We're still here, hanging out in the hospital. We made it through the first night. A little bedtime, Oliver did some of his twitching. I was actually relieved, since that means it will be on tape. I don't know if I mentioned it before, but every time I see him have an "episode" I'm supposed to press a button that marks it on the tape. And then I also write down what I saw so that they know what to look for. As I do this, I check the time on the EEG machine and note it, also. Each time I check the screen to see what the EEG output looks like, as if I can note normal v. abnormal brain patterns. Even though I have no idea what it means, it does create a nice little mini-obsession/distraction for me.

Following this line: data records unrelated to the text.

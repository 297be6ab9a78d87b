//! FPB (Flash Patch and Breakpoint unit) programming.
//!
//! The FPB compares instruction fetches against its comparators. In remap mode
//! (`REPLACE = 0b00`) a matching fetch is served from the RAM remap table at
//! `FP_REMAP + 4 * n` instead of from code memory, which lets a ROM instruction be
//! replaced without touching the ROM.
//!
//! # Reference
//! ARMv7-M ARM, C1.11.3 "FPB programmers' model"

// See `wdt.rs`: keep `bitfield-struct` const setters on `core::panic!`.
#[allow(unused_macros)]
macro_rules! panic {
    ($($x:tt)*) => {
        ::core::panic!($($x)*)
    };
}

use bitfield_struct::bitfield;

use crate::regs::{Reg, RegisterFile, FPB_COMP_COUNT, REMAP_TABLE_ADDR, REMAP_TABLE_LEN};

/// `FP_REMAP` address mask (bits [28:5], 32-byte aligned, code/SRAM region only).
pub const REMAP_ADDR_MASK: u32 = 0x1FFF_FFE0;

/// `FP_CTRL`.
#[bitfield(u32, defmt = cfg(feature = "defmt"))]
#[derive(PartialEq, Eq)]
pub struct Ctrl {
    /// [0] ENABLE
    pub enable: bool,
    /// [1] KEY: must be written as 1 for the write to take effect.
    pub key: bool,
    /// [3:2] Reserved
    #[bits(2)]
    __reserved0: u8,
    /// [7:4] NUM_CODE1
    #[bits(4)]
    pub num_code1: u8,
    /// [11:8] NUM_LIT
    #[bits(4)]
    pub num_lit: u8,
    /// [14:12] NUM_CODE2
    #[bits(3)]
    pub num_code2: u8,
    /// [31:15] Reserved
    #[bits(17)]
    __reserved1: u32,
}

/// Comparator match behaviour (`FP_COMPn.REPLACE`).
#[derive(Debug, Clone, Copy, PartialEq, Eq)]
#[cfg_attr(feature = "defmt", derive(defmt::Format))]
#[repr(u8)]
pub enum Replace {
    /// Remap to the word in the remap table.
    Remap = 0b00,
    /// Breakpoint on the lower half-word.
    BreakLower = 0b01,
    /// Breakpoint on the upper half-word.
    BreakUpper = 0b10,
    /// Breakpoint on both half-words.
    BreakBoth = 0b11,
}

impl Replace {
    const fn into_bits(self) -> u8 {
        self as u8
    }

    const fn from_bits(value: u8) -> Self {
        match value & 0b11 {
            0b00 => Replace::Remap,
            0b01 => Replace::BreakLower,
            0b10 => Replace::BreakUpper,
            _ => Replace::BreakBoth,
        }
    }
}

/// `FP_COMPn`.
#[bitfield(u32, defmt = cfg(feature = "defmt"))]
#[derive(PartialEq, Eq)]
pub struct Comp {
    /// [0] ENABLE
    pub enable: bool,
    /// [1] Reserved
    #[bits(1)]
    __reserved0: u8,
    /// [28:2] COMP: word address bits [28:2].
    #[bits(27)]
    pub comp: u32,
    /// [29] Reserved
    #[bits(1)]
    __reserved1: u8,
    /// [31:30] REPLACE
    #[bits(2)]
    pub replace: Replace,
}

impl Comp {
    /// Comparator matching the word at `addr`.
    pub const fn matching(addr: u32, replace: Replace) -> Self {
        Self::new()
            .with_enable(true)
            .with_comp((addr >> 2) & 0x07FF_FFFF)
            .with_replace(replace)
    }

    /// Matched word address.
    pub const fn address(&self) -> u32 {
        self.comp() << 2
    }
}

/// Patch installation error.
#[derive(Debug, Clone, Copy, PartialEq, Eq)]
#[cfg_attr(feature = "defmt", derive(defmt::Format))]
pub enum Error {
    /// Comparator index is not implemented by the core.
    InvalidSlot { slot: u8 },
    /// Patched address is outside the code region the FPB can match (`0x0000_0000..0x2000_0000`).
    AddressOutOfRange { addr: u32 },
    /// Patched address is not word aligned.
    Unaligned { addr: u32 },
}

/// Install a single replacement word.
///
/// Writes `word` into the remap table slot, points `FP_REMAP` at the table, then aims
/// comparator `slot` at `addr` in remap mode and enables the comparator. The unit itself
/// is enabled separately with [`enable`].
pub fn install(
    regs: &mut impl RegisterFile,
    slot: u8,
    addr: u32,
    word: u32,
) -> Result<(), Error> {
    if slot >= FPB_COMP_COUNT || slot >= REMAP_TABLE_LEN {
        return Err(Error::InvalidSlot { slot });
    }
    if addr >= 0x2000_0000 {
        return Err(Error::AddressOutOfRange { addr });
    }
    if addr & 0b11 != 0 {
        return Err(Error::Unaligned { addr });
    }

    regs.write(Reg::RemapTable(slot), word);
    regs.write(Reg::FpRemap, REMAP_TABLE_ADDR & REMAP_ADDR_MASK);
    regs.write(
        Reg::FpComp(slot),
        Comp::matching(addr, Replace::Remap).into_bits(),
    );

    trace!("FPB slot {}: 0x{:08X} -> 0x{:08X}", slot, addr, word);
    Ok(())
}

/// Enable the unit (`FP_CTRL |= KEY | ENABLE`).
pub fn enable(regs: &mut impl RegisterFile) {
    regs.modify(Reg::FpCtrl, |r| {
        Ctrl::from_bits(r).with_key(true).with_enable(true).into_bits()
    });
    regs.barrier();
}

/// Disable every comparator and the unit.
#[cfg(test)]
pub(crate) fn disable_all(regs: &mut impl RegisterFile) {
    for slot in 0..FPB_COMP_COUNT {
        regs.write(Reg::FpComp(slot), 0);
    }
    regs.modify(Reg::FpCtrl, |r| {
        Ctrl::from_bits(r).with_key(true).with_enable(false).into_bits()
    });
    regs.barrier();
}
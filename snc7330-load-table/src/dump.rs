use std::fmt::{self, Write};

use snc7330_boot::fw_block::FirmwareInfoBlock;
use snc7330_boot::load_table::{
    reserved_is_zero, BootSlot, CodeRegion, LoadTable, MARK, TABLE_SIZE,
};

fn region(r: &CodeRegion) -> String {
    format!("0x{:08X} + 0x{:X}", r.address, r.size)
}

fn text(bytes: &[u8]) -> String {
    let end = bytes.iter().position(|&b| b == 0).unwrap_or(bytes.len());
    String::from_utf8_lossy(&bytes[..end]).into_owned()
}

/// Human readable listing of a load table.
pub fn table(f: &mut impl Write, t: &LoadTable, image: &[u8; TABLE_SIZE]) -> fmt::Result {
    let rom = &t.rom;
    let cfg = rom.load_cfg;

    writeln!(f, "ROM boot config")?;
    writeln!(f, "  mark               {}", text(&MARK))?;
    writeln!(f, "  load_cfg           0x{:08X}", cfg.into_bits())?;
    writeln!(f, "    encrypted_boot   {}", cfg.encrypted_boot_code())?;
    writeln!(f, "    check_boot_code  {}", cfg.check_boot_code())?;
    writeln!(f, "    check_load_table {}", cfg.check_load_table())?;
    writeln!(f, "    no_sys_reset     {}", cfg.no_sys_reset())?;
    writeln!(f, "    pll_speedup      {}", cfg.use_pll_speedup())?;
    writeln!(f, "    ext_clk          {}", cfg.use_ext_clk())?;
    writeln!(f, "    sys_clk_mhz      {}", cfg.sys_clk_mhz())?;
    writeln!(f, "    multiboot_mask   0x{:03X}", cfg.multiboot_mask())?;
    writeln!(f, "  user_code          {}", region(&rom.user_code))?;
    writeln!(
        f,
        "  pll                integer {} fraction 0x{:05X}",
        rom.pll.integer(),
        rom.pll.fraction()
    )?;
    writeln!(f, "  crc                {:?}", rom.crc)?;
    writeln!(
        f,
        "  flash              {:?} {:?} quad_en_bit {} status 0x{:08X} manual_table 0x{:08X}",
        rom.flash.clock.clk_div(),
        rom.flash.clock.read_type(),
        rom.flash.clock.quad_en_bit(),
        rom.flash.status_reg,
        rom.flash.manual_table_addr
    )?;
    writeln!(
        f,
        "  sd/nand            0x{:08X} spi 0x{:08X}",
        rom.sd_nand.clock.into_bits(),
        rom.sd_nand.spi.into_bits()
    )?;

    match &rom.encrypter {
        Some(enc) => {
            let state = if enc.marked { "" } else { " (unmarked, ignored by the ROM)" };
            writeln!(f, "  encrypter{}", state)?;
            writeln!(f, "    sram_code        {}", region(&enc.sram_code))?;
            writeln!(f, "    dpd_code         {}", region(&enc.dpd_code))?;
            writeln!(f, "    finish           {:?}", enc.finish)?;
            writeln!(
                f,
                "    io               processing {:?} ok {:?} fail {:?} {:?}",
                enc.io_processing, enc.io_ok, enc.io_fail, enc.io_active
            )?;
        }
        None => {
            writeln!(f, "  encrypter          none")?;
        }
    }

    for (i, slot) in rom.boot_priority.iter().enumerate() {
        match slot {
            BootSlot::Empty => {}
            BootSlot::Flash { address } => {
                writeln!(f, "  boot[{}]            flash 0x{:08X}", i, address)?;
            }
            BootSlot::File {
                device,
                offset,
                name,
            } => {
                writeln!(
                    f,
                    "  boot[{}]            {:?} offset 0x{:X} {:?}",
                    i, device, offset, name
                )?;
            }
        }
    }

    if let Some(list) = &rom.manual_load {
        for (i, s) in list.sections().iter().enumerate() {
            writeln!(
                f,
                "  manual_load[{}]     0x{:08X} <- 0x{:08X} size 0x{:X} crc {:?}",
                i, s.destination, s.source, s.size, s.crc
            )?;
        }
    }

    writeln!(
        f,
        "  info               version 0x{:08X} @ 0x{:08X} table 0x{:08X} checksum {:?}",
        rom.info.boot_code_version,
        rom.info.boot_code_version_addr,
        rom.info.table_version,
        rom.info.table_checksum
    )?;

    writeln!(f, "Loader config")?;
    if t.loader.is_empty() {
        writeln!(f, "  empty")?;
    } else {
        writeln!(f, "  mark               {}", text(&t.loader.mark))?;
        for addr in t.loader.blocks() {
            writeln!(f, "  fw_info            0x{:08X}", addr)?;
        }
    }

    writeln!(f, "USB platform info")?;
    writeln!(f, "  vid:pid            {:04X}:{:04X}", t.usb.vid, t.usb.pid)?;
    writeln!(f, "  manufacturer       {:?}", t.usb.manufacturer)?;
    writeln!(f, "  product            {:?}", t.usb.product)?;
    writeln!(f, "  serial_number      {:?}", t.usb.serial_number)?;

    let fw = &t.fw_info;
    writeln!(f, "Firmware info")?;
    writeln!(f, "  pram               {}", region(&fw.pram))?;
    writeln!(f, "  sram               {}", region(&fw.sram))?;
    writeln!(f, "  core1              {}", region(&fw.core1))?;
    writeln!(f, "  ext                {}", region(&fw.ext))?;
    writeln!(f, "  flash_size         0x{:X}", fw.flash_size)?;
    writeln!(f, "  load_table         0x{:08X}", fw.load_table_address)?;
    for (i, r) in fw.data_regions().enumerate() {
        writeln!(f, "  data[{}]            {}", i, region(r))?;
    }

    if !reserved_is_zero(image) {
        writeln!(f, "warning: reserved ranges are not zero")?;
    }
    Ok(())
}

/// Human readable listing of a firmware info block.
pub fn block(f: &mut impl Write, b: &FirmwareInfoBlock) -> fmt::Result {
    writeln!(f, "Firmware info block")?;
    writeln!(f, "  mark               {}", text(&b.mark))?;
    writeln!(f, "  version            {}", text(&b.version))?;
    writeln!(f, "  base_fw            0x{:08X}", b.base_fw)?;
    writeln!(f, "  status_update      0x{:08X}", b.status_update)?;
    writeln!(f, "  check_crc          {} crc {:?}", b.check_crc, b.crc)?;
    for (i, r) in b.regions.iter().enumerate().filter(|(_, r)| r.size != 0) {
        writeln!(
            f,
            "  region[{}]          0x{:08X} <- 0x{:08X} size 0x{:X} crc {:?}",
            i, r.destination, r.source, r.size, r.crc
        )?;
    }
    Ok(())
}
//! Firmware / ISP information (`0x800..0x900`).
//!
//! Used by ISP update tools to find each code image in flash.

use super::codec::{Reader, Writer};
use super::{CodeRegion, LayoutError};

#[derive(Debug, Clone, Copy, PartialEq, Eq)]
#[cfg_attr(feature = "defmt", derive(defmt::Format))]
pub struct FirmwareInfo {
    /// Main program (PRAM) image.
    pub pram: CodeRegion,
    /// Extension code decrypted into SRAM.
    pub sram: CodeRegion,
    /// Second core image.
    pub core1: CodeRegion,
    /// User extension code.
    pub ext: CodeRegion,
    pub flash_size: u32,
    pub load_table_address: u32,
    pub data: [CodeRegion; FirmwareInfo::MAX_DATA],
}

impl FirmwareInfo {
    pub const SIZE: usize = 0x100;

    /// Capacity of the auxiliary data list (`0x828..0x900`).
    pub const MAX_DATA: usize = 27;

    pub const EMPTY: Self = Self {
        pram: CodeRegion::EMPTY,
        sram: CodeRegion::EMPTY,
        core1: CodeRegion::EMPTY,
        ext: CodeRegion::EMPTY,
        flash_size: 0,
        load_table_address: 0,
        data: [CodeRegion::EMPTY; Self::MAX_DATA],
    };

    /// Replace the auxiliary data list.
    ///
    /// Panics (a compile error in `const` context) with more than 27 entries.
    pub const fn with_data(self, data: &[CodeRegion]) -> Self {
        match self.try_with_data(data) {
            Ok(info) => info,
            Err(e) => e.panic(),
        }
    }

    pub const fn try_with_data(mut self, data: &[CodeRegion]) -> Result<Self, LayoutError> {
        if data.len() > Self::MAX_DATA {
            return Err(LayoutError::TooManyDataRegions { count: data.len() });
        }
        self.data = [CodeRegion::EMPTY; Self::MAX_DATA];
        let mut i = 0;
        while i < data.len() {
            self.data[i] = data[i];
            i += 1;
        }
        Ok(self)
    }

    /// Non-empty auxiliary data entries.
    pub fn data_regions(&self) -> impl Iterator<Item = &CodeRegion> {
        self.data.iter().filter(|r| !r.is_empty())
    }

    pub(crate) const fn encode<const N: usize>(&self, w: &mut Writer<N>, at: usize) {
        let images = [self.pram, self.sram, self.core1, self.ext];
        let mut i = 0;
        while i < images.len() {
            w.u32(at + 8 * i, images[i].address);
            w.u32(at + 8 * i + 4, images[i].size);
            i += 1;
        }
        w.u32(at + 0x20, self.flash_size);
        w.u32(at + 0x24, self.load_table_address);
        let mut i = 0;
        while i < Self::MAX_DATA {
            w.u32(at + 0x28 + 8 * i, self.data[i].address);
            w.u32(at + 0x28 + 8 * i + 4, self.data[i].size);
            i += 1;
        }
    }

    pub(crate) fn decode(r: &Reader<'_>, at: usize) -> Self {
        let region = |offset: usize| CodeRegion::new(r.u32(offset), r.u32(offset + 4));
        Self {
            pram: region(at),
            sram: region(at + 0x08),
            core1: region(at + 0x10),
            ext: region(at + 0x18),
            flash_size: r.u32(at + 0x20),
            load_table_address: r.u32(at + 0x24),
            data: core::array::from_fn(|i| region(at + 0x28 + 8 * i)),
        }
    }
}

And apparently, the doctor can check the feed and/or video right in his office. He is supposed to contact us later to let us know what he has seen so far. Hopefully, we will get good news and an early release. We'll see.



Mac came to visit last night. We had a good visit until it was time to go. She wanted daddy to stay with Oliver and me to go home with her. She cried when she was leaving. I felt so bad. So far, we have been able to marginalize Oliver's illness for her, since most of his doctor appointments have been on a Wednesdays, when she is at school. I usually don't even tell her that is where we are going, in case I am late picking her up. I usually just tell her I am at work. Let her resent that, instead. And even though we have PT, she gets to help out when she is home. But sometimes, like now, we have to tell her what is going on. I just hope that this isn't the beginning of resentment, abandonment issues, or jealousy. I am acutely aware of the fact that Oliver's condition can adversely affect her, and am not entirely sure how to deal with it.

And of course, there are the old-fashioned sibling issues of sharing and kindness to deal with. Here is Mackensie "sharing" her new dolls with Oliver last night. In my rush to get everything together, I forgot to bring many toys for Oliver. So when Mac came with dolls, we tried to get her to share. She did for a while, but she never let him forget whose dolls they really were (in keeping with her belief that everything really belongs to Mackensie).


And I'd like to give special thanks to Da_Bitchez, who continue to support my sporadic internet access during this hospital stay.